BEGIN
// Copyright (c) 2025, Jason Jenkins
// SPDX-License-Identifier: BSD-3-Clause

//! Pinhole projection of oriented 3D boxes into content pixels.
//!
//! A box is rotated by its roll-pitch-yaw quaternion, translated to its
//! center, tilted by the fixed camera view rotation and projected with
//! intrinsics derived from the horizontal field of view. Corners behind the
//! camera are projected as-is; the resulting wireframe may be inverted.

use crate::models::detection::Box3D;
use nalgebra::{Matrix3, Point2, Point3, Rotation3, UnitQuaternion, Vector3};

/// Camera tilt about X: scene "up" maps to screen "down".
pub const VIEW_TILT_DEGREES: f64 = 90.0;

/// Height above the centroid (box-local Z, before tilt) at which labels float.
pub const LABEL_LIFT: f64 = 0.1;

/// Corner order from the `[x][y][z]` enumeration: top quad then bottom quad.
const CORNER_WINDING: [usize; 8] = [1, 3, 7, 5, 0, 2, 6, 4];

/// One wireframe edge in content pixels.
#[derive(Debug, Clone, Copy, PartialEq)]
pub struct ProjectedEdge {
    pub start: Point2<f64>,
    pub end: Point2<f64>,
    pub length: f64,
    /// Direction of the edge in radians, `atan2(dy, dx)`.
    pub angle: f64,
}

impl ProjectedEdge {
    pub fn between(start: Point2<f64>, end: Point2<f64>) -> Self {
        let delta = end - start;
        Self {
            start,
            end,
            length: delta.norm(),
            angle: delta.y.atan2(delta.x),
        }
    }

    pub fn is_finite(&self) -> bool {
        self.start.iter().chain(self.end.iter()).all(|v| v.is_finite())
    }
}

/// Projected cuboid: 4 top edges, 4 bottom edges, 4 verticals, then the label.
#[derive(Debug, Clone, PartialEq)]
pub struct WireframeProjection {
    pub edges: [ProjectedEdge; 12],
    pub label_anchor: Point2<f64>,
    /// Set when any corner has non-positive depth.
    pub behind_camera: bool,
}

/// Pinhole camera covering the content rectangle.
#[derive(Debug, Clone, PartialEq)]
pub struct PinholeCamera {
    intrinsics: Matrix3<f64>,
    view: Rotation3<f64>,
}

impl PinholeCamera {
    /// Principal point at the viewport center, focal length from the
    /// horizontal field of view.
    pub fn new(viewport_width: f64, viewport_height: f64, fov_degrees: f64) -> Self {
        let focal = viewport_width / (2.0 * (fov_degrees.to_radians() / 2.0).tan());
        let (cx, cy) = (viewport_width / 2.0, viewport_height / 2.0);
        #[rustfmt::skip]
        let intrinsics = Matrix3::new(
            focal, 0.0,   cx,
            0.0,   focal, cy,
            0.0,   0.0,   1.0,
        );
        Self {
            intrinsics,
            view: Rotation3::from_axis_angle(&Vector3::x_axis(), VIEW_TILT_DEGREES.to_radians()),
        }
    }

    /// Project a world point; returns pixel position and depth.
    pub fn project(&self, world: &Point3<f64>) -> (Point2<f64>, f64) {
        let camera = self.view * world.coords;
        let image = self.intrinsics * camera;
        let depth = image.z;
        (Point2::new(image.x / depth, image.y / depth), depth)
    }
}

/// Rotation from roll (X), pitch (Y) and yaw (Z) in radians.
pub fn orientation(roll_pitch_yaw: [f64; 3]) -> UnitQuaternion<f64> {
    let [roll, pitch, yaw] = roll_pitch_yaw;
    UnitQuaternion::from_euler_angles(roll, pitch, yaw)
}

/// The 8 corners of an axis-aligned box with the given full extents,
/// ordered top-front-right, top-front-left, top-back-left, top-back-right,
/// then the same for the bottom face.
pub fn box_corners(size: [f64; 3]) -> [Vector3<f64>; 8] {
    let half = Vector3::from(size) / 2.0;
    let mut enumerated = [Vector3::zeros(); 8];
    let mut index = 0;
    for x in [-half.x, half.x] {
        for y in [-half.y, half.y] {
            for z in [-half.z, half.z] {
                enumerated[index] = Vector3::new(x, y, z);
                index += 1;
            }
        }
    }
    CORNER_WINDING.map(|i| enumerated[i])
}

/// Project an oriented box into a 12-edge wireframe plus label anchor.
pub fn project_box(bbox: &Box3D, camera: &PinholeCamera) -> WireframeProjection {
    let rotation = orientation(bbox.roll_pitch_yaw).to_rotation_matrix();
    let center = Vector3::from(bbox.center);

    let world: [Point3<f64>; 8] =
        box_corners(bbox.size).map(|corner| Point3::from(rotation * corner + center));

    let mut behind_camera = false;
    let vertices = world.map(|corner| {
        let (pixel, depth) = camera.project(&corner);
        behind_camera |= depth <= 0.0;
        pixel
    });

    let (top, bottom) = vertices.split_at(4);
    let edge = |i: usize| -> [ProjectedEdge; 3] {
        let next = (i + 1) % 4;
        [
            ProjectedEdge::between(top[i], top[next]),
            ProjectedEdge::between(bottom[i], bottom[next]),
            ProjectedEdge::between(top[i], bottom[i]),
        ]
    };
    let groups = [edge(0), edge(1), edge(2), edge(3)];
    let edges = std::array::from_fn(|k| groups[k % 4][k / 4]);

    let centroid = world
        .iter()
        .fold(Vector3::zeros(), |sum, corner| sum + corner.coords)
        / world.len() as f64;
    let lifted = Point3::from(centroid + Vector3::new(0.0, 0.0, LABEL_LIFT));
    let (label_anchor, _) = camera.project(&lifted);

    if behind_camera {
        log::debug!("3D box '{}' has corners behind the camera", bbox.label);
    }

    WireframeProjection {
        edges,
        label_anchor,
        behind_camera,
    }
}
END
▸ **WHAT IS REQUIRED**: Return all of the above records exactly, leaving no line out.

▸ **EXERCISE OUTPUT**:
// Copyright (c) 2025, Jason Jenkins
// SPDX-License-Identifier: BSD-3-Clause

//! Pinhole projection of oriented 3D boxes into content pixels.
//!
//! A box is rotated by its roll-pitch-yaw quaternion, translated to its
//! center, tilted by the fixed camera view rotation and projected with
//! intrinsics derived from the horizontal field of view. Corners behind the
//! camera are projected as-is; the resulting wireframe may be inverted.

use crate::models::detection::Box3D;
use nalgebra::{Matrix3, Point2, Point3, Rotation3, UnitQuaternion, Vector3};

/// Camera tilt about X: scene "up" maps to screen "down".
pub const VIEW_TILT_DEGREES: f64 = 90.0;

/// Height above the centroid (box-local Z, before tilt) at which labels float.
pub const LABEL_LIFT: f64 = 0.1;

/// Corner order from the `[x][y][z]` enumeration: top quad then bottom quad.
const CORNER_WINDING: [usize; 8] = [1, 3, 7, 5, 0, 2, 6, 4];

/// One wireframe edge in content pixels.
#[derive(Debug, Clone, Copy, PartialEq)]
pub struct ProjectedEdge {
    pub start: Point2<f64>,
    pub end: Point2<f64>,
    pub length: f64,
    /// Direction of the edge in radians, `atan2(dy, dx)`.
    pub angle: f64,
}

impl ProjectedEdge {
    pub fn between(start: Point2<f64>, end: Point2<f64>) -> Self {
        let delta = end - start;
        Self {
            start,
            end,
            length: delta.norm(),
            angle: delta.y.atan2(delta.x),
        }
    }

    pub fn is_finite(&self) -> bool {
        self.start.iter().chain(self.end.iter()).all(|v| v.is_finite())
    }
}

/// Projected cuboid: 4 top edges, 4 bottom edges, 4 verticals, then the label.
#[derive(Debug, Clone, PartialEq)]
pub struct WireframeProjection {
    pub edges: [ProjectedEdge; 12],
    pub label_anchor: Point2<f64>,
    /// Set when any corner has non-positive depth.
    pub behind_camera: bool,
}

/// Pinhole camera covering the content rectangle.
#[derive(Debug, Clone, PartialEq)]
pub struct PinholeCamera {
    intrinsics: Matrix3<f64>,
    view: Rotation3<f64>,
}

impl PinholeCamera {
    /// Principal point at the viewport center, focal length from the
    /// horizontal field of view.
    pub fn new(viewport_width: f64, viewport_height: f64, fov_degrees: f64) -> Self {
        let focal = viewport_width / (2.0 * (fov_degrees.to_radians() / 2.0).tan());
        let (cx, cy) = (viewport_width / 2.0, viewport_height / 2.0);
        #[rustfmt::skip]
        let intrinsics = Matrix3::new(
            focal, 0.0,   cx,
            0.0,   focal, cy,
            0.0,   0.0,   1.0,
        );
        Self {
            intrinsics,
            view: Rotation3::from_axis_angle(&Vector3::x_axis(), VIEW_TILT_DEGREES.to_radians()),
        }
    }

    /// Project a world point; returns pixel position and depth.
    pub fn project(&self, world: &Point3<f64>) -> (Point2<f64>, f64) {
        let camera = self.view * world.coords;
        let image = self.intrinsics * camera;
        let depth = image.z;
        (Point2::new(image.x / depth, image.y / depth), depth)
    }
}

/// Rotation from roll (X), pitch (Y) and yaw (Z) in radians.
pub fn orientation(roll_pitch_yaw: [f64; 3]) -> UnitQuaternion<f64> {
    let [roll, pitch, yaw] = roll_pitch_yaw;
    UnitQuaternion::from_euler_angles(roll, pitch, yaw)
}

/// The 8 corners of an axis-aligned box with the given full extents,
/// ordered top-front-right, top-front-left, top-back-left, top-back-right,
/// then the same for the bottom face.
pub fn box_corners(size: [f64; 3]) -> [Vector3<f64>; 8] {
    let half = Vector3::from(size) / 2.0;
    let mut enumerated = [Vector3::zeros(); 8];
    let mut index = 0;
    for x in [-half.x, half.x] {
        for y in [-half.y, half.y] {
            for z in [-half.z, half.z] {
                enumerated[index] = Vector3::new(x, y, z);
                index += 1;
            }
        }
    }
    CORNER_WINDING.map(|i| enumerated[i])
}

/// Project an oriented box into a 12-edge wireframe plus label anchor.
pub fn project_box(bbox: &Box3D, camera: &PinholeCamera) -> WireframeProjection {
    let rotation = orientation(bbox.roll_pitch_yaw).to_rotation_matrix();
    let center = Vector3::from(bbox.center);

    let world: [Point3<f64>; 8] =
        box_corners(bbox.size).map(|corner| Point3::from(rotation * corner + center));

    let mut behind_camera = false;
    let vertices = world.map(|corner| {
        let (pixel, depth) = camera.project(&corner);
        behind_camera |= depth <= 0.0;
        pixel
    });

    let (top, bottom) = vertices.split_at(4);
    let edge = |i: usize| -> [ProjectedEdge; 3] {
        let next = (i + 1) % 4;
        [
            ProjectedEdge::between(top[i], top[next]),
            ProjectedEdge::between(bottom[i], bottom[next]),
            ProjectedEdge::between(top[i], bottom[i]),
        ]
    };
    let groups = [edge(0), edge(1), edge(2), edge(3)];
    let edges = std::array::from_fn(|k| groups[k % 4][k / 4]);

    let centroid = world
        .iter()
        .fold(Vector3::zeros(), |sum, corner| sum + corner.coords)
        / world.len() as f64;
    let lifted = Point3::from(centroid + Vector3::new(0.0, 0.0, LABEL_LIFT));
    let (label_anchor, _) = camera.project(&lifted);

    if behind_camera {
        log::debug!("3D box '{}' has corners behind the camera", bbox.label);
    }

    WireframeProjection {
        edges,
        label_anchor,
        behind_camera,
    }
}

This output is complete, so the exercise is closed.